Friday, March 25, 2011

Women in Garment Factories Help Cambodia Out of Poverty

By Marwaan Macan-Markar

PHNOM PENH, Mar 25, 2011 (IPS) - Cambodia’s rise out of poverty continues to depend on the nimble fingers of young women like Khiev Chren.

She has spent the last three years in a garment factory on the outskirts of this capital city, churning out clothing for international name brands such as Levis, Dockers and GAP. "This is my first job and I need the money to help my family in the province," the 23-year-old said, barely pausing as her fingers guided the left leg of a white trouser under the needle of her electric sewing machine.

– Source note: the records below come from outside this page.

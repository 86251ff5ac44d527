//! Targets command

use comfy_table::Table;
use comfy_table::presets::UTF8_BORDERS_ONLY;
use xenv_core::Registry;

/// Print the targets the registry supports.
pub fn targets(registry: &Registry) {
    if registry.is_empty() {
        println!("No targets registered");
        return;
    }
    println!("{}", targets_table(registry));
}

/// One row per target: triple, package architecture, GNU triplet, libraries.
pub fn targets_table(registry: &Registry) -> Table {
    let mut table = Table::new();
    table
        .load_preset(UTF8_BORDERS_ONLY)
        .set_header(vec!["target", "arch", "triplet", "libraries"]);

    for entry in registry.targets() {
        let libraries = entry
            .mappings()
            .map(|m| m.library().as_str())
            .collect::<Vec<_>>()
            .join(", ");
        table.add_row(vec![
            entry.triple().to_string(),
            entry.multiarch().qualifier().to_string(),
            entry.multiarch().triplet().to_string(),
            libraries,
        ]);
    }
    table
}

#[cfg(test)]
mod tests {
    use super::*;

    #[test]
    fn test_builtin_rows() {
        let registry = Registry::builtin().unwrap();
        let rendered = targets_table(&registry).to_string();
        assert!(rendered.contains("armv7-unknown-linux-gnueabihf"));
        assert!(rendered.contains("armhf"));
        assert!(rendered.contains("arm-linux-gnueabihf"));
        for entry in registry.targets() {
            assert!(rendered.contains(&entry.triple().to_string()));
        }
    }
}
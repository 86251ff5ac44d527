//! Subcommand implementations

pub mod check;
pub mod completions;
pub mod resolve;
pub mod targets;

Around her rose a hum from nearly 2,000 sewing machines, behind which sat women stitching garments from jeans to shirts, in a well-lit cavernous hall. "This is a more secure job than working in the rice fields back home," Chren admitted, alluding to the hardship of life in her rural-rice-growing province of Takeo, south of Phnom Penh.

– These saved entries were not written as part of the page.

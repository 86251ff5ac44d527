//! xenv - cross-target build environments
#![allow(missing_docs)]
#![allow(clippy::missing_errors_doc)]
#![allow(clippy::doc_markdown)]
//!
//! Resolves the native packages and environment variables a cross build
//! needs for a target triple.
//!
//! # Registry lookup
//!
//! ```text
//! --registry / XENV_REGISTRY      explicit file
//! ./xenv.toml (or any parent)     project registry
//! $XENV_HOME/registry.toml        user registry (~/.xenv by default)
//! (embedded)                      built-in registry
//! ```

pub mod cmd;

use clap::{Parser, Subcommand, ValueEnum};
use std::path::PathBuf;

#[derive(Debug, Parser)]
#[command(name = "xenv")]
#[command(author, version = env!("XENV_VERSION"), about = "xenv - cross-target build environments")]
pub struct Cli {
    /// Registry file to use instead of the discovered one
    #[arg(long, global = true, env = "XENV_REGISTRY")]
    pub registry: Option<PathBuf>,

    /// Log resolution steps to stderr
    #[arg(short, long, global = true)]
    pub verbose: bool,

    #[command(subcommand)]
    pub command: Commands,
}

#[derive(Debug, Subcommand)]
pub enum Commands {
    /// Resolve packages and environment for one or more targets
    Resolve {
        /// Target triple (e.g. armv7-unknown-linux-gnueabihf)
        #[arg(short, long = "target", required = true)]
        targets: Vec<String>,
        /// Native library dependencies, comma separated (e.g. ssl,audio,dbus)
        #[arg(short, long, value_delimiter = ',')]
        deps: Vec<String>,
        /// Output format
        #[arg(short, long, value_enum, default_value_t = OutputFormat::Text)]
        format: OutputFormat,
    },
    /// List the targets the registry supports
    Targets,
    /// Validate every target and mapping in the registry
    Check,
    /// Generate shell completions
    Completions {
        /// Shell to generate completions for
        shell: clap_complete::Shell,
    },
}

/// Output format for `xenv resolve`.
#[derive(Debug, Clone, Copy, PartialEq, Eq, ValueEnum)]
pub enum OutputFormat {
    /// `[packages]` and `[environment]` sections
    Text,
    /// JSON document
    Json,
    /// POSIX shell script
    Shell,
    /// Dockerfile instructions
    Dockerfile,
}

impl From<OutputFormat> for xenv_core::Format {
    fn from(format: OutputFormat) -> Self {
        match format {
            OutputFormat::Text => Self::Text,
            OutputFormat::Json => Self::Json,
            OutputFormat::Shell => Self::Shell,
            OutputFormat::Dockerfile => Self::Dockerfile,
        }
    }
}

#[cfg(test)]
mod tests {
    use super::*;
    use clap::CommandFactory;

    #[test]
    fn test_cli_definition() {
        Cli::command().debug_assert();
    }

    #[test]
    fn test_deps_split_on_commas() {
        let cli = Cli::parse_from([
            "xenv",
            "resolve",
            "--target",
            "armv7-unknown-linux-gnueabihf",
            "--deps",
            "ssl,audio,dbus",
        ]);
        match cli.command {
            Commands::Resolve {
                targets,
                deps,
                format,
            } => {
                assert_eq!(targets, vec!["armv7-unknown-linux-gnueabihf"]);
                assert_eq!(deps, vec!["ssl", "audio", "dbus"]);
                assert_eq!(format, OutputFormat::Text);
            }
            other => panic!("unexpected command: {other:?}"),
        }
    }

    #[test]
    fn test_format_maps_to_core() {
        assert_eq!(
            xenv_core::Format::from(OutputFormat::Dockerfile),
            xenv_core::Format::Dockerfile
        );
    }
}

The increasing dependence on women like Chren for this Southeast Asian country’s journey out of poverty was brought home Monday by the World Bank’s ‘East Asia and Pacific Economic Update’. "Garment exports registered a 24 percent growth in 2010 after shrinking 20 percent during the 2009 [global financial] crisis," the international financial institute revealed of the main driver of Cambodia’s fledgling export economy.